RECORDS FOR THIS TASK>
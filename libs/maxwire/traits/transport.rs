use crate::protocol::{Frame, SequenceWidth, SOCKET_PROTOCOL_VERSION, WS_PROTOCOL_VERSION};
use crate::Result;
use async_trait::async_trait;
use serde::{Deserialize, Serialize};

/// Which wire the client talks over
#[derive(Debug, Clone, Copy, PartialEq, Eq, Default, Serialize, Deserialize)]
#[serde(rename_all = "snake_case")]
pub enum TransportKind {
    /// Message-oriented: one JSON object per WebSocket text message
    #[default]
    Websocket,
    /// Byte-stream: raw TLS socket with a packed binary header
    Socket,
}

impl TransportKind {
    /// Width of the sequence field this transport can carry
    pub fn sequence_width(self) -> SequenceWidth {
        match self {
            TransportKind::Websocket => SequenceWidth::Unbounded,
            TransportKind::Socket => SequenceWidth::OneByte,
        }
    }

    /// Header `ver` the server expects on this transport
    pub fn default_version(self) -> u8 {
        match self {
            TransportKind::Websocket => WS_PROTOCOL_VERSION,
            TransportKind::Socket => SOCKET_PROTOCOL_VERSION,
        }
    }
}

impl std::fmt::Display for TransportKind {
    fn fmt(&self, f: &mut std::fmt::Formatter<'_>) -> std::fmt::Result {
        match self {
            TransportKind::Websocket => f.write_str("websocket"),
            TransportKind::Socket => f.write_str("socket"),
        }
    }
}

/// Frame-level connection to the server
///
/// Implementations own the underlying socket and guard it internally, so a
/// single `Arc<dyn Transport>` is shared between the receive loop (the only
/// reader) and every sender. The write path is serialised per frame and
/// never held across an await for a response.
///
/// # Contract
/// - `connect` replaces any previous connection
/// - `receive_frame` returns one decoded frame; a list payload is returned
///   as-is and fanned out by the caller
/// - `receive_frame` errors with `Decode` for a frame that can be skipped
///   and with a transport-fatal error when the stream is gone
/// - `close` is idempotent
#[async_trait]
pub trait Transport: Send + Sync + 'static {
    /// Which wire this is
    fn kind(&self) -> TransportKind;

    /// Open the connection (proxy, TLS and upgrade included)
    async fn connect(&self) -> Result<()>;

    /// Encode and write one frame
    async fn send_frame(&self, frame: &Frame) -> Result<()>;

    /// Read and decode the next frame
    async fn receive_frame(&self) -> Result<Frame>;

    /// Close the connection
    async fn close(&self) -> Result<()>;
}
//! Best-effort outgoing queue
//!
//! Callers enqueue an [`OutgoingEnvelope`] and return immediately. A single
//! [`OutgoingWorker`] per connection drains the FIFO through
//! `send_and_wait`, retrying failures with a per-error-class delay and
//! pausing entirely while the [`CircuitBreaker`] is open.
//!
//! The queue and the breaker outlive connections: envelopes queued while
//! disconnected are sent once the next session reaches `Running`. An
//! envelope whose send or retry wait is cut short by a disconnect goes back
//! on the queue with one retry used up, so delivery is at-least-once.

use super::config::OutgoingConfig;
use super::connection_state::AtomicMetrics;
use crate::traits::{MaxWireError, RequestSender, Result};
use parking_lot::Mutex;
use serde_json::Value;
use std::sync::Arc;
use std::time::Duration;
use tokio::sync::mpsc;
use tokio::time::Instant;
use tracing::{debug, error, info, warn};

/// How often an open breaker re-checks its cool-down
pub const BREAKER_POLL: Duration = Duration::from_secs(5);

/// A queued send
#[derive(Debug, Clone, PartialEq)]
pub struct OutgoingEnvelope {
    pub opcode: u16,
    pub payload: Value,
    pub cmd: u16,
    pub timeout: Duration,
    pub retry_count: u32,
    pub max_retries: u32,
}

impl OutgoingEnvelope {
    pub fn new(opcode: u16, payload: Value, cmd: u16, timeout: Duration, max_retries: u32) -> Self {
        Self {
            opcode,
            payload,
            cmd,
            timeout,
            retry_count: 0,
            max_retries,
        }
    }
}

/// Delay before retrying a failed envelope
///
/// Connectivity errors wait 1s (2s for `NotConnected`), timeouts 5s, and
/// anything else `2^retry_count` seconds.
pub fn retry_delay(error: &MaxWireError, retry_count: u32) -> Duration {
    match error {
        MaxWireError::NotConnected => Duration::from_secs(2),
        MaxWireError::Timeout(_) => Duration::from_secs(5),
        MaxWireError::SendFailed(_)
        | MaxWireError::ConnectionClosed(_)
        | MaxWireError::HandshakeFailed(_)
        | MaxWireError::Proxy(_) => Duration::from_secs(1),
        _ => Duration::from_secs(2u64.saturating_pow(retry_count).min(3600)),
    }
}

/// Consecutive-failure circuit breaker
///
/// Each failure adds one to the error count, each success takes one away
/// (floor 0). When the count exceeds `threshold` the breaker opens; it
/// closes, and the count resets, once `cooldown` has passed since the last
/// recorded failure.
#[derive(Debug)]
pub struct CircuitBreaker {
    threshold: u32,
    cooldown: Duration,
    errors: u32,
    open: bool,
    last_error: Option<Instant>,
}

impl CircuitBreaker {
    pub fn new(threshold: u32, cooldown: Duration) -> Self {
        Self {
            threshold,
            cooldown,
            errors: 0,
            open: false,
            last_error: None,
        }
    }

    pub fn record_success(&mut self) {
        self.errors = self.errors.saturating_sub(1);
    }

    /// Record a failure, returning true when this opened the breaker
    pub fn record_failure(&mut self) -> bool {
        self.errors += 1;
        self.last_error = Some(Instant::now());
        if !self.open && self.errors > self.threshold {
            self.open = true;
            return true;
        }
        false
    }

    #[inline]
    pub fn is_open(&self) -> bool {
        self.open
    }

    pub fn error_count(&self) -> u32 {
        self.errors
    }

    /// Time left before the breaker may close
    pub fn remaining_cooldown(&self) -> Duration {
        match (self.open, self.last_error) {
            (true, Some(at)) => self.cooldown.saturating_sub(at.elapsed()),
            _ => Duration::ZERO,
        }
    }

    /// Close the breaker if the cool-down has elapsed
    pub fn try_close(&mut self) -> bool {
        if self.open && self.remaining_cooldown().is_zero() {
            self.open = false;
            self.errors = 0;
            return true;
        }
        false
    }
}

/// FIFO of envelopes plus the breaker guarding it
///
/// Cheap to clone; all clones share the same queue.
#[derive(Clone)]
pub struct OutgoingQueue {
    tx: mpsc::UnboundedSender<OutgoingEnvelope>,
    rx: Arc<tokio::sync::Mutex<mpsc::UnboundedReceiver<OutgoingEnvelope>>>,
    breaker: Arc<Mutex<CircuitBreaker>>,
    default_max_retries: u32,
}

impl OutgoingQueue {
    pub fn new(config: &OutgoingConfig) -> Self {
        let (tx, rx) = mpsc::unbounded_channel();
        Self {
            tx,
            rx: Arc::new(tokio::sync::Mutex::new(rx)),
            breaker: Arc::new(Mutex::new(CircuitBreaker::new(
                config.breaker_threshold,
                Duration::from_secs_f64(config.breaker_cooldown_secs),
            ))),
            default_max_retries: config.max_retries,
        }
    }

    pub fn default_max_retries(&self) -> u32 {
        self.default_max_retries
    }

    pub fn push(&self, envelope: OutgoingEnvelope) -> Result<()> {
        self.tx
            .send(envelope)
            .map_err(|_| MaxWireError::ChannelSend("outgoing queue closed".into()))
    }

    pub fn breaker_open(&self) -> bool {
        self.breaker.lock().is_open()
    }
}

/// Drains an [`OutgoingQueue`] through a [`RequestSender`]
pub struct OutgoingWorker<S: RequestSender + ?Sized> {
    sender: Arc<S>,
    queue: OutgoingQueue,
    metrics: Arc<AtomicMetrics>,
}

impl<S: RequestSender + ?Sized> OutgoingWorker<S> {
    pub fn new(sender: Arc<S>, queue: OutgoingQueue, metrics: Arc<AtomicMetrics>) -> Self {
        Self {
            sender,
            queue,
            metrics,
        }
    }

    /// Run until cancelled
    ///
    /// Only one worker can drain the queue at a time; a second one waits for
    /// the first to be dropped.
    pub async fn run(self) -> Result<()> {
        let receiver = self.queue.rx.clone();
        let mut rx = receiver.lock().await;
        debug!("Outgoing worker started");

        loop {
            let pause = {
                let mut breaker = self.queue.breaker.lock();
                if breaker.is_open() && breaker.try_close() {
                    info!("Circuit breaker reset");
                }
                breaker
                    .is_open()
                    .then(|| breaker.remaining_cooldown().min(BREAKER_POLL))
            };
            if let Some(pause) = pause {
                tokio::time::sleep(pause).await;
                continue;
            }

            let Some(envelope) = rx.recv().await else {
                return Ok(());
            };
            self.process(envelope).await?;
        }
    }

    async fn process(&self, envelope: OutgoingEnvelope) -> Result<()> {
        // The breaker may have opened while we were parked on recv
        if self.queue.breaker.lock().is_open() {
            return self.queue.push(envelope);
        }

        let OutgoingEnvelope {
            opcode,
            cmd,
            timeout,
            retry_count,
            max_retries,
            ..
        } = envelope;
        let payload = envelope.payload.clone();

        // Covers both the send and the retry sleep below
        let mut in_flight = InFlight::new(&self.queue, &self.metrics, envelope);
        let error = match self.sender.send_and_wait(opcode, payload, cmd, timeout).await {
            Ok(frame) => {
                in_flight.settle();
                if let Some(server_error) = frame.server_error() {
                    warn!("Queued opcode={} answered with error: {}", opcode, server_error);
                } else {
                    debug!("Message sent successfully from queue");
                }
                self.queue.breaker.lock().record_success();
                return Ok(());
            }
            Err(e) => e,
        };

        self.metrics.record_error();
        let opened = {
            let mut breaker = self.queue.breaker.lock();
            let opened = breaker.record_failure();
            if opened {
                warn!(
                    "Circuit breaker activated due to {} consecutive errors",
                    breaker.error_count()
                );
            }
            opened
        };
        if opened {
            // Parked unchanged until the breaker closes
            return match in_flight.settle() {
                Some(envelope) => self.queue.push(envelope),
                None => Ok(()),
            };
        }

        let delay = retry_delay(&error, retry_count);
        warn!(
            "Failed to send message from queue: {} (delay: {:?})",
            error, delay
        );

        if retry_count < max_retries {
            tokio::time::sleep(delay).await;
            match in_flight.settle() {
                Some(mut envelope) => {
                    envelope.retry_count += 1;
                    self.queue.push(envelope)
                }
                None => Ok(()),
            }
        } else {
            in_flight.settle();
            self.metrics.increment_dropped_envelopes();
            error!(
                "Message opcode={} failed after {} retries, dropping",
                opcode, max_retries
            );
            Ok(())
        }
    }
}

/// Holds an envelope while the worker awaits on it
///
/// If the worker is cancelled before [`InFlight::settle`], the envelope goes
/// back on the queue as a retry, or is counted as dropped when it has no
/// retries left.
struct InFlight<'a> {
    queue: &'a OutgoingQueue,
    metrics: &'a AtomicMetrics,
    envelope: Option<OutgoingEnvelope>,
}

impl<'a> InFlight<'a> {
    fn new(
        queue: &'a OutgoingQueue,
        metrics: &'a AtomicMetrics,
        envelope: OutgoingEnvelope,
    ) -> Self {
        Self {
            queue,
            metrics,
            envelope: Some(envelope),
        }
    }

    fn settle(&mut self) -> Option<OutgoingEnvelope> {
        self.envelope.take()
    }
}

impl Drop for InFlight<'_> {
    fn drop(&mut self) {
        let Some(mut envelope) = self.envelope.take() else {
            return;
        };
        if envelope.retry_count < envelope.max_retries {
            envelope.retry_count += 1;
            warn!(
                "Send of opcode={} interrupted, requeueing (retry {}/{})",
                envelope.opcode, envelope.retry_count, envelope.max_retries
            );
            if let Err(e) = self.queue.push(envelope) {
                self.metrics.increment_dropped_envelopes();
                error!("Failed to requeue interrupted message: {}", e);
            }
        } else {
            self.metrics.increment_dropped_envelopes();
            error!(
                "Send of opcode={} interrupted with no retries left, dropping",
                envelope.opcode
            );
        }
    }
}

WORK INSTRUCTION> Note how many lines in the listing above hold the string "Result", then give only that figure.

EXERCISE ANSWER> 10